Retype the listing below exactly, beginning at the line that contains "let Some(wrapper) = registry.wrapper(&target)" and ending with its last line.
** Opening Provided records block **
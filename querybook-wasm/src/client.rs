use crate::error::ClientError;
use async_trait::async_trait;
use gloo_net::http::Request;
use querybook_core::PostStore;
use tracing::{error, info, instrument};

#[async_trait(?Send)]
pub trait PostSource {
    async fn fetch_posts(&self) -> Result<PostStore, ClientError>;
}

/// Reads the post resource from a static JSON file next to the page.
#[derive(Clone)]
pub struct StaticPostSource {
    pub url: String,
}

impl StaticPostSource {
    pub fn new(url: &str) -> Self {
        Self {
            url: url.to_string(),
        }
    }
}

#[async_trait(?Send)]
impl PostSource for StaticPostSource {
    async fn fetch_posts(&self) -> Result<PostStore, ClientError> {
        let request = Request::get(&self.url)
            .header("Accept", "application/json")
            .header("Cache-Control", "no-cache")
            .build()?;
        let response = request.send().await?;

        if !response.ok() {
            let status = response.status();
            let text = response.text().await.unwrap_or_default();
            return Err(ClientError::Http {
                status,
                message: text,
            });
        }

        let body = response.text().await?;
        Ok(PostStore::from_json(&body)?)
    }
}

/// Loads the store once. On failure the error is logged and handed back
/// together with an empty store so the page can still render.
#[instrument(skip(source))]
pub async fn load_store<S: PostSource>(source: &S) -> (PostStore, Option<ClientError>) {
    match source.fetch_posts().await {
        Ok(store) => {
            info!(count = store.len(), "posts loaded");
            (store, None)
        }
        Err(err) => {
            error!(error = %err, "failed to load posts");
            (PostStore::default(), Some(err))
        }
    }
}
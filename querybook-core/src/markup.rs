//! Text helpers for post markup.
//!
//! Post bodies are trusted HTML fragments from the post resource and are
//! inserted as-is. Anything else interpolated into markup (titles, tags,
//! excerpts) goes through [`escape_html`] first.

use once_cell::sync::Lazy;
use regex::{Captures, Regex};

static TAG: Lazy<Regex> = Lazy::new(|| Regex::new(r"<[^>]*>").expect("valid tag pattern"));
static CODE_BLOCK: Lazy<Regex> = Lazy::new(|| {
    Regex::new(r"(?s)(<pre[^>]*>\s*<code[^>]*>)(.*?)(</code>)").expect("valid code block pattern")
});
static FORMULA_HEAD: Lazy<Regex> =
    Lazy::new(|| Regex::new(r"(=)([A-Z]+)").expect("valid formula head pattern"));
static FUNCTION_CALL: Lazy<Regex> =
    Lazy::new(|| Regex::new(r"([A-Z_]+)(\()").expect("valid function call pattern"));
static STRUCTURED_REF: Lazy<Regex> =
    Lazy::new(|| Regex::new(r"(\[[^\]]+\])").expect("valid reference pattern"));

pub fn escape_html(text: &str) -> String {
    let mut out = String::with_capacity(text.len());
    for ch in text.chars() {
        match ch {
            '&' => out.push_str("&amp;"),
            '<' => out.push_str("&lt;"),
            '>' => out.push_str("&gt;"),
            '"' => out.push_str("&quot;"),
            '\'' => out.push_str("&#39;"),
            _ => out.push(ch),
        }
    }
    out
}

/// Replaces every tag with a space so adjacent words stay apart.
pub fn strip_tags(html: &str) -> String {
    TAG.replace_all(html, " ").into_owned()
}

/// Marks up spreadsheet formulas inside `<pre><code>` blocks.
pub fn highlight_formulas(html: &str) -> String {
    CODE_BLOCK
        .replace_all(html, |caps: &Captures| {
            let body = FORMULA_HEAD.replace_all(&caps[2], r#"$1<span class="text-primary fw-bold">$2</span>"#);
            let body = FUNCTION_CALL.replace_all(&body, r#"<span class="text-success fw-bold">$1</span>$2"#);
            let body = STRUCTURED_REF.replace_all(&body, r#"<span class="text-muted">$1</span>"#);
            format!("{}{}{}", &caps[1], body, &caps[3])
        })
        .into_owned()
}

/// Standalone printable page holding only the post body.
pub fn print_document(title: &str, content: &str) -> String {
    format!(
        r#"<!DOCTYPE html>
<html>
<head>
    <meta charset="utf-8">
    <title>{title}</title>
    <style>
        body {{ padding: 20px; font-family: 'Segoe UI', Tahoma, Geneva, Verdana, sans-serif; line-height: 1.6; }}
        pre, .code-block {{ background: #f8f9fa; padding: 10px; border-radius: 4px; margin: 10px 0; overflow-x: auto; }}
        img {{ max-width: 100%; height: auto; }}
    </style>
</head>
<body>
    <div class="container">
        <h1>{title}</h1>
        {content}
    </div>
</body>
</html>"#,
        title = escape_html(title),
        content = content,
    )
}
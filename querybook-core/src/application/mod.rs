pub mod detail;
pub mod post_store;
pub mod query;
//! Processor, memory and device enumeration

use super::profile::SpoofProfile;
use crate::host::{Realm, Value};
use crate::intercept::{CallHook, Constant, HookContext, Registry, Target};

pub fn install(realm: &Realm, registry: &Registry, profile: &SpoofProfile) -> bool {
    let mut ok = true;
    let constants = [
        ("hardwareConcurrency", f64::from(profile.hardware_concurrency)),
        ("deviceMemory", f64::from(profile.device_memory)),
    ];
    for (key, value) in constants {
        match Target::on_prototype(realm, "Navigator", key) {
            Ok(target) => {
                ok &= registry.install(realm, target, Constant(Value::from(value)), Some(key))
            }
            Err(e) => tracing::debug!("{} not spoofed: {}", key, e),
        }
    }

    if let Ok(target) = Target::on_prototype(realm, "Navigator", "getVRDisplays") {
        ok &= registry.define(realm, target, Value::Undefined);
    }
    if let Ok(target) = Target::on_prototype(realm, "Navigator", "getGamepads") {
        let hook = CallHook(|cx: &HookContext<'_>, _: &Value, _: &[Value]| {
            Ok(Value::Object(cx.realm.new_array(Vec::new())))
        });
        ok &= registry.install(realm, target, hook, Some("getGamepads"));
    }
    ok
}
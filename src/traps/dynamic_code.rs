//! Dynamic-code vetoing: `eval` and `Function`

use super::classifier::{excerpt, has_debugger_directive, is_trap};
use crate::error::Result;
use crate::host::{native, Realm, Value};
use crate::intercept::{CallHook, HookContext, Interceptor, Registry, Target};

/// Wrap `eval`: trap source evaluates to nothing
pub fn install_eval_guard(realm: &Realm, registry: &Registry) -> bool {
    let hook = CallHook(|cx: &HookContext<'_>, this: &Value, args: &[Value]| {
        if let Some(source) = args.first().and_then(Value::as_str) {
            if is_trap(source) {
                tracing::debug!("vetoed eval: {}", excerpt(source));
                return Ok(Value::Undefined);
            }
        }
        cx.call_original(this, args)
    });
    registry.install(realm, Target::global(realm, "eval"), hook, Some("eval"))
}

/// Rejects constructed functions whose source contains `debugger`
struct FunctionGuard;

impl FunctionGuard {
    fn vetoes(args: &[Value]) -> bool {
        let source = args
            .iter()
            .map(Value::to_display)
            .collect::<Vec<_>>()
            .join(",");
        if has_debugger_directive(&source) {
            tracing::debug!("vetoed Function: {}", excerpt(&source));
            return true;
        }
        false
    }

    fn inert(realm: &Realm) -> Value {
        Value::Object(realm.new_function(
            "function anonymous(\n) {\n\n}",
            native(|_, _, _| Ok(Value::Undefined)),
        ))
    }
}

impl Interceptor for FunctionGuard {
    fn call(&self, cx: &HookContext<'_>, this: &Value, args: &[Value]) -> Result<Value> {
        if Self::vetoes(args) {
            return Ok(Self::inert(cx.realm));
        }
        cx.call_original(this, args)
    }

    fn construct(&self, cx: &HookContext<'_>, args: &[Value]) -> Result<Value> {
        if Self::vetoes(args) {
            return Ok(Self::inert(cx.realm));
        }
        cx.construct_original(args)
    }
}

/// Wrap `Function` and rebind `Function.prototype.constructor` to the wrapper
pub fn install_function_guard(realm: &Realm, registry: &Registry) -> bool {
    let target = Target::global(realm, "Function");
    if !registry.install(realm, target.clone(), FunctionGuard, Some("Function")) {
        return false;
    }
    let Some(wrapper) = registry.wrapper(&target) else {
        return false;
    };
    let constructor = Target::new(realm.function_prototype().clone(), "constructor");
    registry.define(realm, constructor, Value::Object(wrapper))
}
** Closing Provided records block **
● **Expected answer**
    let Some(wrapper) = registry.wrapper(&target) else {
        return false;
    };
    let constructor = Target::new(realm.function_prototype().clone(), "constructor");
    registry.define(realm, constructor, Value::Object(wrapper))
}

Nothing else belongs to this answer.